As outlined in detail in this Court’s order from March 3, 2015 (“Order”), 3 Congress
passed the Paul Wellstone and Pete Domenici Mental Health Parity and Addiction Equity Act in
2008 (“the Parity Act”). See Parity Act, PL 110-343, 122 Stat 3765 (codified at 29 U.S.C. §
1185(a). The Parity Act extended the parity requirement in the Mental Health Parity Act of 1996
(“MHPA”) that required group health plans to impose the same aggregate lifetime and annual
dollar limits for mental health benefits that such plans impose on medical/surgical benefits. See
MHPA, Pub. L. No. 104–204, 110 Stat 2874 (current version at 29 U.S.C. § 1185a). Specifically,
the Parity Act extended to: (1) “financial requirements” (e.g., copayments and deductibles); and
(2) “treatment limitations.” 29 U.S.C. § 1185a(a)(3)(A)(i)-(ii), (B)(i). “The term ‘treatment
limitation’ includes limits on the frequency of treatment, number of visits, days of coverage, or
other similar limits on the scope or duration of treatment.” Id. at § 1185a(a)(3)(B)(iii).

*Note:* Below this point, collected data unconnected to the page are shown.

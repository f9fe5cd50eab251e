// Copyright (c) Consus Contributors
// SPDX-License-Identifier: Apache-2.0

use serde::{Deserialize, Serialize};

use crate::{CommId, DataCenterId, PartitionId};

/// Number of partitions in each data center's ring. Each (table, key) pair
/// hashes to exactly one partition; replicas are the distinct owners of the
/// partitions that follow it on the ring.
pub const KVS_PARTITIONS: usize = 65536;

/// Upper bound on replication within a group or a replica set.
pub const MAX_REPLICATION_FACTOR: usize = 9;

/// The replicas responsible for one (table, key) pair within a data center.
///
/// `replicas[i]` currently owns the i-th copy; `transitioning[i]` is the
/// server taking over that copy during migration, or `CommId::none()`. An
/// operation on the pair must succeed on both sides of every slot before its
/// quorum counts.
#[derive(Clone, Debug, Default, PartialEq, Eq, Serialize, Deserialize)]
pub struct ReplicaSet {
    pub desired_replication: usize,
    pub replicas: Vec<CommId>,
    pub transitioning: Vec<CommId>,
}

impl ReplicaSet {
    pub fn num_replicas(&self) -> usize {
        self.replicas.len()
    }

    fn slot_of(&self, target: CommId) -> Option<usize> {
        self.replicas
            .iter()
            .chain(self.transitioning.iter())
            .position(|id| *id == target)
            .map(|idx| idx % self.replicas.len().max(1))
    }
}

/// Two views of a replica set agree on `target` when both place it in the same
/// slot with the same current owner and the same transitioning owner. Views
/// from servers holding different configuration versions fail this check and
/// the caller retries.
pub fn replica_sets_agree(target: CommId, a: &ReplicaSet, b: &ReplicaSet) -> bool {
    let (sa, sb) = match (a.slot_of(target), b.slot_of(target)) {
        (Some(sa), Some(sb)) => (sa, sb),
        _ => return false,
    };
    sa == sb
        && a.replicas.get(sa) == b.replicas.get(sb)
        && a.transitioning.get(sa) == b.transitioning.get(sb)
}

/// One data center's consistent-hash ring: each partition has a current owner
/// and, while the partition is migrating, a next owner.
#[derive(Clone, Debug, Serialize, Deserialize)]
pub struct Ring {
    pub dc: DataCenterId,
    pub desired_replication: usize,
    owners: Vec<CommId>,
    next_owners: Vec<CommId>,
}

impl Ring {
    /// Builds a ring assigning the partitions round-robin over `owners`.
    /// An empty owner list produces a ring that maps everything to no one.
    pub fn new(dc: DataCenterId, desired_replication: usize, owners: &[CommId]) -> Self {
        assert!(desired_replication <= MAX_REPLICATION_FACTOR);
        let assigned = (0..KVS_PARTITIONS)
            .map(|p| {
                if owners.is_empty() {
                    CommId::none()
                } else {
                    owners[p % owners.len()]
                }
            })
            .collect();
        Self {
            dc,
            desired_replication,
            owners: assigned,
            next_owners: vec![CommId::none(); KVS_PARTITIONS],
        }
    }

    pub fn owner(&self, partition: PartitionId) -> CommId {
        self.owners[partition.value() as usize % KVS_PARTITIONS]
    }

    pub fn set_next_owner(&mut self, partition: PartitionId, next: CommId) {
        self.next_owners[partition.value() as usize % KVS_PARTITIONS] = next;
    }

    /// Walks the ring forward from `partition`, collecting distinct owners
    /// until the desired replication factor is reached or the ring is
    /// exhausted. The actual factor may come up short on small clusters.
    pub fn replica_set(&self, partition: PartitionId) -> ReplicaSet {
        let start = partition.value() as usize % KVS_PARTITIONS;
        let mut replicas: Vec<CommId> = Vec::with_capacity(self.desired_replication);
        let mut transitioning: Vec<CommId> = Vec::with_capacity(self.desired_replication);
        for i in 0..KVS_PARTITIONS {
            let idx = (start + i) % KVS_PARTITIONS;
            let owner = self.owners[idx];
            if owner.is_none() || replicas.contains(&owner) {
                continue;
            }
            replicas.push(owner);
            transitioning.push(self.next_owners[idx]);
            if replicas.len() == self.desired_replication {
                break;
            }
        }
        ReplicaSet {
            desired_replication: self.desired_replication,
            replicas,
            transitioning,
        }
    }
}

/// Stable 64-bit FNV-1a over the (table, key) pair. Every server must map a
/// pair to the same partition, so this cannot be a per-process hasher.
pub fn partition_for(table: &[u8], key: &[u8]) -> PartitionId {
    const OFFSET: u64 = 0xcbf29ce484222325;
    const PRIME: u64 = 0x100000001b3;
    let mut h = OFFSET;
    for &b in table {
        h ^= b as u64;
        h = h.wrapping_mul(PRIME);
    }
    h ^= 0xff;
    h = h.wrapping_mul(PRIME);
    for &b in key {
        h ^= b as u64;
        h = h.wrapping_mul(PRIME);
    }
    PartitionId::new(h % KVS_PARTITIONS as u64)
}

#[cfg(test)]
mod tests {
    use super::*;

    #[test]
    fn partition_is_stable_and_keyed_on_both_fields() {
        let p = partition_for(b"table", b"key");
        assert_eq!(p, partition_for(b"table", b"key"));
        assert_ne!(p, partition_for(b"table", b"key2"));
        assert_ne!(partition_for(b"ab", b"c"), partition_for(b"a", b"bc"));
    }

    #[test]
    fn replica_set_collects_distinct_owners() {
        let owners: Vec<CommId> = (1..=5).map(CommId::new).collect();
        let ring = Ring::new(DataCenterId::new(1), 3, &owners);
        let rs = ring.replica_set(PartitionId::new(17));
        assert_eq!(rs.num_replicas(), 3);
        assert_eq!(rs.replicas[0], CommId::new(17 % 5 + 1));
        let mut sorted = rs.replicas.clone();
        sorted.dedup();
        assert_eq!(sorted.len(), 3);
    }

    #[test]
    fn replica_set_short_of_desired_on_small_clusters() {
        let owners = vec![CommId::new(1), CommId::new(2)];
        let ring = Ring::new(DataCenterId::new(1), 3, &owners);
        let rs = ring.replica_set(PartitionId::new(0));
        assert_eq!(rs.desired_replication, 3);
        assert_eq!(rs.num_replicas(), 2);
    }

    #[test]
    fn agreement_requires_identical_slots() {
        let owners: Vec<CommId> = (1..=4).map(CommId::new).collect();
        let ring = Ring::new(DataCenterId::new(1), 2, &owners);
        let a = ring.replica_set(PartitionId::new(3));
        let b = a.clone();
        let target = a.replicas[0];
        assert!(replica_sets_agree(target, &a, &b));

        let mut c = a.clone();
        c.transitioning[0] = CommId::new(9);
        assert!(!replica_sets_agree(target, &a, &c));

        let mut d = a.clone();
        d.replicas.rotate_left(1);
        assert!(!replica_sets_agree(target, &a, &d));
    }
}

The three Departments responsible for administering the Parity Act subsequently
published interim final rules (“IFRs”). See Preamble, IFRs Under the Parity Act, 75 Fed. Reg.
5410-01, 5419 (Feb. 2, 2010). The IFRs explicitly applied the term “treatment limitations” to
3
The Court adopts Section I of the Discussion section from its ruling on March 25, 20015 denying HCSC’s initial
motion to dismiss, which provides additional background regarding the Parity Act. (Dkt. No. 46).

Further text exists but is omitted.